Reputation: 23
Hey guys I'm working on a program to take information from a text file and output the information in a CSV file, one thing I need to do is complement a count of the duplicate files (Where possible, duplicate records of an offense charged against an individual should be aggregated into a single record with a addition field called "counts" that indicates the number of duplicate records found (for non-duplicate records, this field should be set to zero).). I've been having a little bit of trouble adding the counter and was wondering if you guys had any advice for me.
Thank you
using System;
using System.IO;
using System.Linq;
using System.Collections.Generic;
using System.Text;
namespace finalproj
{
class Program
{
static void Main(string[] args)
{
StreamReader reader = new StreamReader("DISTRICT.DISTRICT_COURT_.11.13.18.AM.000B.CAL.txt");
StreamWriter writer = new StreamWriter("outtext.csv");
int counts;
string line = "";
for (int x = 0; x < 1; x++)
{
string buffer = reader.ReadLine();
line += " " + buffer;
}
//StreamWriter writer = new StreamWriter("outtext.csv");
//writer.WriteLine(line);
//writer.Close();
//Console.WriteLine(line);
while (line != null)
{
if (line.Contains("APT."))
{
Console.WriteLine(line);
}
else if (line.Contains("BPD"))
{
Console.WriteLine(line);
}
else if (line.Contains("18IF"))
{
Console.WriteLine(line);
}
else if (line.Contains("SHP"))
{
Console.WriteLine(line);
}
else if (line.Contains("SFF"))
{
Console.WriteLine(line);
}
else if (line.Contains("CLS:"))
{
Console.WriteLine(line);
}
else if (line.Contains("BOND"))
{
Console.WriteLine(line);
}
else if (line.Contains("ATTY"))
{
Console.WriteLine(line);
}
else if (line.Contains("(T)"))
{
Console.WriteLine(line);
}
else if (line.Contains("(M)"))
{
Console.WriteLine(line);
}
else if (line.Contains("(F)"))
{
Console.WriteLine(line);
}
else if (line.Contains("(I)"))
{
Console.WriteLine(line);
}
line = reader.ReadLine();
writer.WriteLine(line);
}
writer.WriteLine(line);
reader.Close();
writer.Close();
Console.WriteLine(line);
//using (reader)
//{
//
//string line1;
//string[] split = new
// while((line1 = reader.ReadLine()) !=null)
// {
// string[] split =
// }
//}
Console.ReadKey();
}
}
}
Upvotes: 1
Views: 997
Reputation: 4313
Here you go, I used Regex to match what you look for and used a SordedSet to capture the lines and see if there are duplicates.

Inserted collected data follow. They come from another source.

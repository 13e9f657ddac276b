// SPDX-License-Identifier: PolyForm-Noncommercial-1.0.0
// Copyright (c) 2025 Sylvex. All rights reserved.

//! MERIT - academic achievement tracking backend
//!
//! Main binary entry point for the API server.

mod cli;
mod logging;
mod shutdown;

use std::process::ExitCode;
use std::sync::Arc;

use clap::Parser;
use tracing::{error, info, warn};
use uuid::Uuid;

use merit_api::auth::Role;
use merit_api::{ApiConfig, ApiServer, AppState};
use merit_core::{InMemoryDirectory, InMemoryPermissionStore, User};

use crate::cli::Cli;

#[tokio::main]
async fn main() -> ExitCode {
    let cli = Cli::parse();
    logging::init_logging(&cli.log_level, cli.log_format);

    let mut config = ApiConfig::from_env();
    if let Some(host) = cli.host {
        config.host = host;
    }
    if let Some(port) = cli.port {
        config.port = port;
    }
    if cli.dev {
        config.development = true;
    }

    if let Err(e) = config.validate() {
        error!(error = %e, "configuration rejected");
        return ExitCode::FAILURE;
    }

    let (directory, permissions) = match build_stores(&config) {
        Ok(stores) => stores,
        Err(e) => {
            error!(error = %e, "failed to build stores");
            return ExitCode::FAILURE;
        }
    };

    let state = match AppState::builder()
        .config(config)
        .directory(directory)
        .permissions(permissions)
        .build()
    {
        Ok(state) => state,
        Err(e) => {
            error!(error = %e, "failed to build application state");
            return ExitCode::FAILURE;
        }
    };

    info!(version = merit_api::VERSION, "MERIT starting");

    let server = ApiServer::new(state);
    if let Err(e) = server.run_with_shutdown(shutdown::shutdown_signal()).await {
        error!(error = %e, "server exited with error");
        return ExitCode::FAILURE;
    }

    ExitCode::SUCCESS
}

/// Builds the collaborator stores.
///
/// Production deployments wire store-backed implementations here; this
/// binary ships the in-memory pair, seeded with demo accounts in
/// development mode.
fn build_stores(
    config: &ApiConfig,
) -> Result<
    (
        Arc<InMemoryDirectory>,
        Arc<InMemoryPermissionStore>,
    ),
    merit_api::ApiError,
> {
    let directory = Arc::new(InMemoryDirectory::new());
    let permissions = Arc::new(InMemoryPermissionStore::new());

    if config.development {
        seed_demo_accounts(&directory, &permissions)?;
        warn!("development mode: in-memory directory seeded with demo accounts");
    }

    Ok((directory, permissions))
}

/// Seeds one account per role. Demo credentials are `<role>` /
/// `<role>123`.
fn seed_demo_accounts(
    directory: &InMemoryDirectory,
    permissions: &InMemoryPermissionStore,
) -> Result<(), merit_api::ApiError> {
    for role in [Role::Student, Role::Advisor, Role::Admin] {
        let username = role.as_str();
        let password = format!("{}123", username);
        let hash = bcrypt::hash(&password, bcrypt::DEFAULT_COST)
            .map_err(|e| merit_api::ApiError::internal(format!("failed to hash password: {}", e)))?;

        let user = User::new(
            username,
            format!("{}@merit.local", username),
            hash,
            username.to_uppercase(),
            Uuid::new_v4(),
        );
        let id = directory.insert(user);
        permissions.grant(id, role.default_permission_names());

        info!(username, password = %password, "seeded demo account");
    }

    Ok(())
}
// SPDX-License-Identifier: PolyForm-Noncommercial-1.0.0
// Copyright (c) 2025 Sylvex. All rights reserved.

//! API handlers for all endpoints.
//!
//! - [`auth`]: login, refresh, logout, profile
//! - [`users`]: account lookup for administrators
//! - [`health`]: liveness probe

mod auth;
mod health;
mod users;

pub use auth::*;
pub use health::*;
pub use users::*;
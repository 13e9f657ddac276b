// SPDX-License-Identifier: PolyForm-Noncommercial-1.0.0
// Copyright (c) 2025 Sylvex. All rights reserved.

//! Middleware for the API server.
//!
//! Two layers gate every protected route, in order:
//!
//! - [`AuthMiddleware`]: authenticates the bearer token and attaches
//!   the resolved [`Identity`](crate::auth::Identity)
//! - [`RbacMiddleware`]: checks the route's required permission against
//!   a fresh permission-store query

mod auth;
mod rbac;

pub use auth::{AuthLayer, AuthMiddleware};
pub use rbac::{RbacLayer, RbacMiddleware};
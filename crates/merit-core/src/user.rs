// SPDX-License-Identifier: PolyForm-Noncommercial-1.0.0
// Copyright (c) 2025 Sylvex. All rights reserved.

//! User directory record.

use serde::Serialize;
use uuid::Uuid;

/// A user account as seen by the authorization core.
///
/// This is the record shape the [`UserDirectory`](crate::UserDirectory)
/// hands back. The password hash is never serialized; it exists only so
/// the login path can verify credentials.
#[derive(Debug, Clone, Serialize)]
#[serde(rename_all = "camelCase")]
pub struct User {
    /// Stable account id (the token subject).
    pub id: Uuid,
    /// Login name, unique across the directory.
    pub username: String,
    /// Contact email.
    pub email: String,
    /// Salted one-way password hash.
    #[serde(skip_serializing)]
    pub password_hash: String,
    /// Display name.
    pub full_name: String,
    /// Assigned role id.
    pub role_id: Uuid,
    /// Whether the account may authenticate.
    pub is_active: bool,
}

impl User {
    /// Creates an active user record.
    pub fn new(
        username: impl Into<String>,
        email: impl Into<String>,
        password_hash: impl Into<String>,
        full_name: impl Into<String>,
        role_id: Uuid,
    ) -> Self {
        Self {
            id: Uuid::new_v4(),
            username: username.into(),
            email: email.into(),
            password_hash: password_hash.into(),
            full_name: full_name.into(),
            role_id,
            is_active: true,
        }
    }

    /// Marks the account inactive.
    pub fn deactivated(mut self) -> Self {
        self.is_active = false;
        self
    }
}

// =============================================================================
// Tests
// =============================================================================

#[cfg(test)]
mod tests {
    use super::*;

    #[test]
    fn test_password_hash_not_serialized() {
        let user = User::new("alice", "alice@campus.edu", "$2b$hash", "Alice", Uuid::new_v4());
        let json = serde_json::to_string(&user).unwrap();

        assert!(json.contains("alice"));
        assert!(!json.contains("$2b$hash"));
        assert!(!json.contains("passwordHash"));
    }

    #[test]
    fn test_deactivated() {
        let user = User::new("bob", "bob@campus.edu", "h", "Bob", Uuid::new_v4());
        assert!(user.is_active);
        assert!(!user.deactivated().is_active);
    }
}
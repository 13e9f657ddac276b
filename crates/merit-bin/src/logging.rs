// SPDX-License-Identifier: PolyForm-Noncommercial-1.0.0
// Copyright (c) 2025 Sylvex. All rights reserved.

//! Logging and tracing initialization.

use tracing_subscriber::{fmt, layer::SubscriberExt, util::SubscriberInitExt, EnvFilter};

use crate::cli::LogFormat;

// =============================================================================
// Logging Initialization
// =============================================================================

/// Initializes the logging subsystem.
///
/// # Arguments
///
/// * `level` - Log level string (trace, debug, info, warn, error)
/// * `format` - Log output format (text, json, compact)
pub fn init_logging(level: &str, format: LogFormat) {
    let env_filter = EnvFilter::try_from_default_env()
        .unwrap_or_else(|_| EnvFilter::new(level))
        .add_directive("hyper=warn".parse().unwrap())
        .add_directive("tower=warn".parse().unwrap())
        .add_directive("axum=info".parse().unwrap());

    match format {
        LogFormat::Text => init_text_logging(env_filter),
        LogFormat::Json => init_json_logging(env_filter),
        LogFormat::Compact => init_compact_logging(env_filter),
    }
}

/// Initializes text-based logging (default).
fn init_text_logging(filter: EnvFilter) {
    let is_terminal = std::io::IsTerminal::is_terminal(&std::io::stdout());

    tracing_subscriber::registry()
        .with(filter)
        .with(
            fmt::layer()
                .with_target(true)
                .with_thread_ids(false)
                .with_file(false)
                .with_line_number(false)
                .with_ansi(is_terminal),
        )
        .init();
}

/// Initializes JSON logging (for production/log aggregation).
fn init_json_logging(filter: EnvFilter) {
    tracing_subscriber::registry()
        .with(filter)
        .with(
            fmt::layer()
                .json()
                .with_target(true)
                .with_file(true)
                .with_line_number(true)
                .with_current_span(true),
        )
        .init();
}

/// Initializes compact logging (minimal output).
fn init_compact_logging(filter: EnvFilter) {
    let is_terminal = std::io::IsTerminal::is_terminal(&std::io::stdout());

    tracing_subscriber::registry()
        .with(filter)
        .with(
            fmt::layer()
                .compact()
                .with_target(false)
                .with_thread_ids(false)
                .with_file(false)
                .with_line_number(false)
                .with_ansi(is_terminal),
        )
        .init();
}
// SPDX-License-Identifier: PolyForm-Noncommercial-1.0.0
// Copyright (c) 2025 Sylvex. All rights reserved.

//! Role-based access control middleware.

use std::future::Future;
use std::pin::Pin;
use std::sync::Arc;
use std::task::{Context, Poll};

use axum::{
    body::Body,
    http::Request,
    response::{IntoResponse, Response},
};
use tower::{Layer, Service};

use merit_core::PermissionStore;

use crate::auth::{AuthError, Identity, Permission, PermissionSet};
use crate::error::ApiError;

// =============================================================================
// RbacLayer
// =============================================================================

/// Per-route layer requiring a permission.
///
/// The permission store is queried on EVERY request; nothing is
/// cached. A role downgrade therefore takes effect on the subject's
/// very next request, at the price of one store round-trip per gated
/// call.
#[derive(Clone)]
pub struct RbacLayer {
    required: Permission,
    store: Arc<dyn PermissionStore>,
}

impl RbacLayer {
    /// Creates a layer requiring the given permission.
    pub fn require(required: Permission, store: Arc<dyn PermissionStore>) -> Self {
        Self { required, store }
    }
}

impl<S> Layer<S> for RbacLayer {
    type Service = RbacMiddleware<S>;

    fn layer(&self, inner: S) -> Self::Service {
        RbacMiddleware {
            inner,
            required: self.required,
            store: self.store.clone(),
        }
    }
}

// =============================================================================
// RbacMiddleware
// =============================================================================

/// Middleware enforcing a route's required permission.
#[derive(Clone)]
pub struct RbacMiddleware<S> {
    inner: S,
    required: Permission,
    store: Arc<dyn PermissionStore>,
}

impl<S> Service<Request<Body>> for RbacMiddleware<S>
where
    S: Service<Request<Body>, Response = Response> + Clone + Send + 'static,
    S::Future: Send + 'static,
{
    type Response = S::Response;
    type Error = S::Error;
    type Future = Pin<Box<dyn Future<Output = Result<Self::Response, Self::Error>> + Send>>;

    fn poll_ready(&mut self, cx: &mut Context<'_>) -> Poll<Result<(), Self::Error>> {
        self.inner.poll_ready(cx)
    }

    fn call(&mut self, req: Request<Body>) -> Self::Future {
        let required = self.required;
        let store = self.store.clone();
        let mut inner = self.inner.clone();

        Box::pin(async move {
            // Fail closed: a gated route with no authenticated identity
            // is a wiring error, not an allowed request.
            let identity = match req.extensions().get::<Identity>() {
                Some(identity) => identity.clone(),
                None => {
                    tracing::warn!("permission gate reached without an authenticated identity");
                    return Ok(reject(AuthError::Unauthenticated));
                }
            };

            let names = match store.permissions_for(identity.user_id).await {
                Ok(names) => names,
                Err(e) => {
                    tracing::error!(error = %e, subject = %identity.user_id, "permission store lookup failed");
                    return Ok(reject(AuthError::StoreUnavailable));
                }
            };

            let permissions = PermissionSet::from_names(names);

            if permissions.contains(required) {
                inner.call(req).await
            } else {
                tracing::warn!(
                    subject = %identity.user_id,
                    required = %required,
                    "permission denied"
                );
                Ok(reject(AuthError::MissingPermission {
                    permission: required,
                }))
            }
        })
    }
}

fn reject(error: AuthError) -> Response {
    ApiError::from(error).into_response()
}

// =============================================================================
// Tests
// =============================================================================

Be aware, whith big files you might use quite some memory but as it is csv related, I think you are fine:
using System;
using System.Collections.Generic;
using System.IO;
using System.Text.RegularExpressions;
namespace ConsoleApp4
{
class Program
{
static void Main(string[] args)
{
StreamReader reader = new StreamReader("DISTRICT.DISTRICT_COURT_.11.13.18.AM.000B.CAL.txt");
StreamWriter writer = new StreamWriter("outtext.csv");
int counts = 0;
string line ;
SortedSet<string> uniqueLine = new SortedSet<string>();
Regex findWords = new Regex(@"(APT.|BPD|18IF|SHP|SFF|CLS:|BOND|ATTY|\(T\)|\(M\)|\(F\)|\(I\))");
while ((line = reader.ReadLine()) != null)
{
if (uniqueLine.Contains(line))
{
counts++;
}
else
{
uniqueLine.Add(line);
writer.WriteLine(line);
}
Match aMatch = findWords.Match(line);
if (aMatch.Success)
{
Console.WriteLine(line);
}
}
writer.WriteLine("Count:{0}", counts);
writer.Close();
Console.ReadKey();
}
}
}
Upvotes: 0
Reputation: 18155
To split lines and count occurrences, you can Split using NewLine and use Linq
string[] lines = str.Split(new[] { Environment.NewLine },StringSplitOptions.None);
var result = lines.GroupBy(g => g)
.Select(s => new { Key = s.Key, Count = s.Count()})
.ToDictionary(d => d.Key, d => d.Count);
The result would have lines that has single occurrence. If you want only duplicate lines
var result = lines.GroupBy(g => g).Where(x=> x.Count()>1)
.Select(s => new { Key = s.Key, Count = s.Count()})
.ToDictionary(d => d.Key, d => d.Count);
You can then write the CSV directly from the dictionary
File.WriteAllLines(filePath, result.Select(x=>$"{x.Key},{x.Value},"));
Upvotes: 1